A History, a Theory, a Flood
Journalist James Gleick is the author of several works of popular science, including Chaos: Making a New Science (1987), which was a finalist for both the Pulitzer Prize and the National Book Award.
The Topic: From the advent of the alphabet to the rise of Wikipedia, Gleick takes readers on a 5,000-year tour of the revolutionary advancements that have altered the way we process and transmit data. Information became a field of study in its own right in 1948 when mathematician and engineer Claude Shannon, "the father of Information Theory," published a groundbreaking paper outlining a mathematical theory of communication that transformed the scientific community and paved the way for the current Age of Information. In fact, argues Gleick, whether it's the biological data encoded within a strand of DNA or the traits of subatomic particles in quantum mechanics, information--"the blood and the fuel, the vital principle"--is the foundation for our entire universe.

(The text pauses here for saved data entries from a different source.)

impl Printer {
    /// Print a SELECT query
    pub fn print_select(query: &SelectQuery) -> String {
        let prefixes = collect_select_prefixes(query);
        let ctx = Ctx {
            prefixes: &prefixes,
        };

        let mut out = ctx.prologue();
        out.push_str("SELECT ");
        if query.distinct {
            out.push_str("DISTINCT ");
        }
        out.push_str(&ctx.projection_items(query));
        out.push('\n');
        out.push_str("WHERE {\n");
        ctx.groups(&mut out, &query.groups, 1);
        out.push_str("}\n");

        if !query.group_by.is_empty() {
            let vars: Vec<String> = query.group_by.iter().map(|v| format!("?{}", v)).collect();
            let _ = writeln!(out, "GROUP BY {}", vars.join(" "));
        }
        for filter in &query.having {
            let _ = writeln!(out, "HAVING ( {} )", ctx.filter(filter, 0));
        }
        if !query.order_by.is_empty() {
            let conditions: Vec<String> = query
                .order_by
                .iter()
                .map(|(variable, direction)| match direction {
                    OrderDirection::Ascending => format!("ASC(?{})", variable),
                    OrderDirection::Descending => format!("DESC(?{})", variable),
                })
                .collect();
            let _ = writeln!(out, "ORDER BY {}", conditions.join(" "));
        }
        if let Some(limit) = query.limit {
            let _ = writeln!(out, "LIMIT {}", limit);
        }
        if let Some(offset) = query.offset {
            let _ = writeln!(out, "OFFSET {}", offset);
        }
        out
    }

    /// Print an ASK query
    pub fn print_ask(query: &AskQuery) -> String {
        let prefixes = collect_prefixes(&query.prefixes, &query.groups);
        let ctx = Ctx {
            prefixes: &prefixes,
        };

        let mut out = ctx.prologue();
        out.push_str("ASK\nWHERE {\n");
        ctx.groups(&mut out, &query.groups, 1);
        out.push_str("}\n");
        out
    }

    /// Print a CONSTRUCT query
    pub fn print_construct(query: &ConstructQuery) -> String {
        let prefixes = collect_prefixes(&query.prefixes, &query.groups);
        let ctx = Ctx {
            prefixes: &prefixes,
        };

        let mut out = ctx.prologue();
        out.push_str("CONSTRUCT {\n");
        for template in &query.template {
            let _ = writeln!(out, "  {}", ctx.triple(template));
        }
        out.push_str("}\nWHERE {\n");
        ctx.groups(&mut out, &query.groups, 1);
        out.push_str("}\n");
        if let Some(limit) = query.limit {
            let _ = writeln!(out, "LIMIT {}", limit);
        }
        if let Some(offset) = query.offset {
            let _ = writeln!(out, "OFFSET {}", offset);
        }
        out
    }

    /// Print a DESCRIBE query
    pub fn print_describe(query: &DescribeQuery) -> String {
        let prefixes = collect_prefixes(&query.prefixes, &query.groups);
        let ctx = Ctx {
            prefixes: &prefixes,
        };

        let mut out = ctx.prologue();
        let terms: Vec<String> = query.terms.iter().map(|t| ctx.term(t)).collect();
        let _ = writeln!(out, "DESCRIBE {}", terms.join(" "));
        if !query.groups.is_empty() {
            out.push_str("WHERE {\n");
            ctx.groups(&mut out, &query.groups, 1);
            out.push_str("}\n");
        }
        if let Some(limit) = query.limit {
            let _ = writeln!(out, "LIMIT {}", limit);
        }
        if let Some(offset) = query.offset {
            let _ = writeln!(out, "OFFSET {}", offset);
        }
        out
    }
}

/// Prefix declarations of a SELECT and every nested sub-select
fn collect_select_prefixes(query: &SelectQuery) -> Vec<Prefix> {
    collect_prefixes(&query.prefixes, &query.groups)
}

fn collect_prefixes(own: &[Prefix], groups: &[PatternGroup]) -> Vec<Prefix> {
    let mut out: Vec<Prefix> = Vec::new();
    let mut add = |prefix: &Prefix| {
        if !out.iter().any(|p: &Prefix| p.label == prefix.label) {
            out.push(prefix.clone());
        }
    };
    for prefix in own {
        add(prefix);
    }
    fn walk(groups: &[PatternGroup], add: &mut dyn FnMut(&Prefix)) {
        for group in groups {
            for member in &group.members {
                if let GroupMember::SubSelect(sub) = member {
                    for prefix in &sub.prefixes {
                        add(prefix);
                    }
                    walk(&sub.groups, add);
                }
            }
            for filter in &group.filters {
                walk_filter(filter, add);
            }
        }
    }
    fn walk_filter(filter: &Filter, add: &mut dyn FnMut(&Prefix)) {
        match filter {
            Filter::Exists(group) => walk(std::slice::from_ref(group), add),
            Filter::Not(inner) => walk_filter(inner, add),
            Filter::And(a, b) | Filter::Or(a, b) => {
                walk_filter(a, add);
                walk_filter(b, add);
            }
            Filter::Expression(_) => {}
        }
    }
    walk(groups, &mut add);
    out
}

struct Ctx<'a> {
    prefixes: &'a [Prefix],
}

Pantheon. 544 pages. $29.95. ISBN: 9780375423727
Los Angeles Times
"[A] wide-ranging, deeply researched and delightfully engaging history--going back to Homer and Socrates (who distrusted written language as a corruption of pure memory) and extending, in loosely chronological fashion, to our contemporary culture of downloads and data clouds--of how we have come to occupy a world defined in bits and bytes. ... In places, the science can be overwhelming: Even Gleick admits it's ‘hard to summarize' Claude Shannon's 1948 paper ‘Mathematical Theory of Communication,' with its logarithms and formulas, its statistical probabilities." David L. Ulin
New York Times
"The Information is so ambitious, illuminating and sexily theoretical that it will amount to aspirational reading for many of those who have the mettle to tackle it. ... Imagine luxuriating on a Wi-Fi-equipped desert island with Mr. Gleick's book, a search engine and no distractions. The Information is to the nature, history and significance of data what the beach is to sand." Janet Maslin
"Beneath these factoids and stirring accounts of discovery and invention, though, lies a deeper story, one that reinforces the degree to which the tools we use to communicate about existence determine how we perceive it. ... Gleick's skill as an explicator of counterintuitive concepts makes the chapters on logic, the stuff even most philosophy majors slept through in class, brim with tension." Marc Mohan
Wall Street Journal
"No author is better equipped for such a wide-ranging tour than Mr. Gleick. Some writers excel at crafting a historical narrative, others at elucidating esoteric theories, still others at humanizing scientists. Mr. Gleick is a master of all these skills." John Horgan
NY Times Book Review
"Some of the concepts are challenging, but as in previous books like Chaos and Genius, his biography of Richard Feynman, Gleick provides lucid expositions for readers who are up to following the science and suggestive analogies for those who are just reading for the plot. ... Gleick's tendency to neglect the social context casts a deeper shadow over the book's final chapters, where he turns from explicating information as a scientific concept to considering it as an everyday concern, switching roles from science writer to seer." Geoffrey Nunberg
"A history-changing, paradigm-altering look at the evolution of the human capacity to process data," according to the Oregonian, Gleick's latest book makes even the most unexciting material "brim with tension." The science can be overwhelming at times (quantum teleportation, anyone?), but Gleick provides clear explanations and analogies. For those less scientifically minded, he keeps the narrative moving along with fascinating facts, colorful digressions, and vivid portraits of long-forgotten inventors. Although the New York Times Book Review complained that later chapters on the meaning of information veered from science into the treacherous terrain of philosophy, other reviewers considered his final ruminations insightful and eloquent. Readers may find The Information a dense and demanding read, but this illuminating book is well worth the effort.